Below are the records; restate word for word the lines from the first through the one containing "A mutual exclusion", and only those.

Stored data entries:
···

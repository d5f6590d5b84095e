// Copyright 2024 The ChromiumOS Authors
// Use of this source code is governed by a BSD-style license that can be
// found in the LICENSE file.

use std::sync::Mutex as StdMutex;
use std::sync::MutexGuard;
use std::sync::TryLockError;

/// A mutual exclusion primitive identical to `std::sync::Mutex` except its
/// methods panic on poison instead of returning a `Result`.
#[derive(Default)]
pub struct Mutex<T: ?Sized> {
    lock: StdMutex<T>,
}

impl<T> Mutex<T> {
    /// Creates a new `Mutex` in an unlocked state ready for use.
    pub fn new(v: T) -> Mutex<T> {
        Mutex {
            lock: StdMutex::new(v),
        }
    }

    /// Consumes the mutex, returning the underlying data.
    pub fn into_inner(self) -> T {
        match self.lock.into_inner() {
            Ok(v) => v,
            Err(_) => panic!("mutex is poisoned"),
        }
    }
}

impl<T: ?Sized> Mutex<T> {
    /// Acquires the mutex, blocking the current thread until the lock is
    /// available.
    pub fn lock(&self) -> MutexGuard<T> {
        match self.lock.lock() {
            Ok(guard) => guard,
            Err(_) => panic!("mutex is poisoned"),
        }
    }

    /// Attempts to acquire the mutex without blocking. Returns `None` if the
    /// lock is currently held by another thread.
    pub fn try_lock(&self) -> Option<MutexGuard<T>> {
        match self.lock.try_lock() {
            Ok(guard) => Some(guard),
            Err(TryLockError::WouldBlock) => None,
            Err(TryLockError::Poisoned(_)) => panic!("mutex is poisoned"),
        }
    }

    /// Returns a mutable reference to the underlying data without locking;
    /// the exclusive borrow of the mutex already guarantees sole access.
    pub fn get_mut(&mut self) -> &mut T {
        match self.lock.get_mut() {
            Ok(v) => v,
            Err(_) => panic!("mutex is poisoned"),
        }
    }
}
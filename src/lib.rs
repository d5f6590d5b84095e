// Copyright 2024 The ChromiumOS Authors
// Use of this source code is governed by a BSD-style license that can be
// found in the LICENSE file.

//! Device model for the RISC-V core-local interrupt controller (CLIC).
//!
//! One [`Clic`] serves a single hart: it accepts up to 4096 interrupt input
//! lines, records their pending/enable/attribute/control state, arbitrates
//! among the enabled sources with a mode+level+priority total order, and
//! posts at most one interrupt at a time to the CPU. The controller is
//! reached through per-privilege-mode MMIO views; supervisor and user views
//! are filtered projections of the machine register file, so a source owned
//! by a higher mode reads as zero and silently drops writes.
//!
//! The machine model plugs in at three seams: views implement [`BusDevice`]
//! for the system bus, the CPU supplies a [`HartState`] for privilege and
//! interrupt-level queries, and delivery raises an [`InterruptLine`] whose
//! exception code is read back through [`Clic::exccode`].

mod active_set;
mod bus;
mod clic;
pub mod registers;
mod suspendable;
mod view;

pub use crate::bus::BusAccessInfo;
pub use crate::bus::BusDevice;
pub use crate::clic::Clic;
pub use crate::clic::ClicError;
pub use crate::clic::ClicParameters;
pub use crate::clic::ClicVersion;
pub use crate::clic::HartState;
pub use crate::clic::InterruptLine;
pub use crate::registers::PrivilegeMode;
pub use crate::registers::Trigger;
pub use crate::suspendable::Suspendable;
pub use crate::view::ClicView;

···

**SOLUTION:**
repository d5f6590d5b84095e
// Copyright 2024 The ChromiumOS Authors
// Use of this source code is governed by a BSD-style license that can be
// found in the LICENSE file.

use std::sync::Mutex as StdMutex;
use std::sync::MutexGuard;
use std::sync::TryLockError;

/// A mutual exclusion primitive identical to `std::sync::Mutex` except its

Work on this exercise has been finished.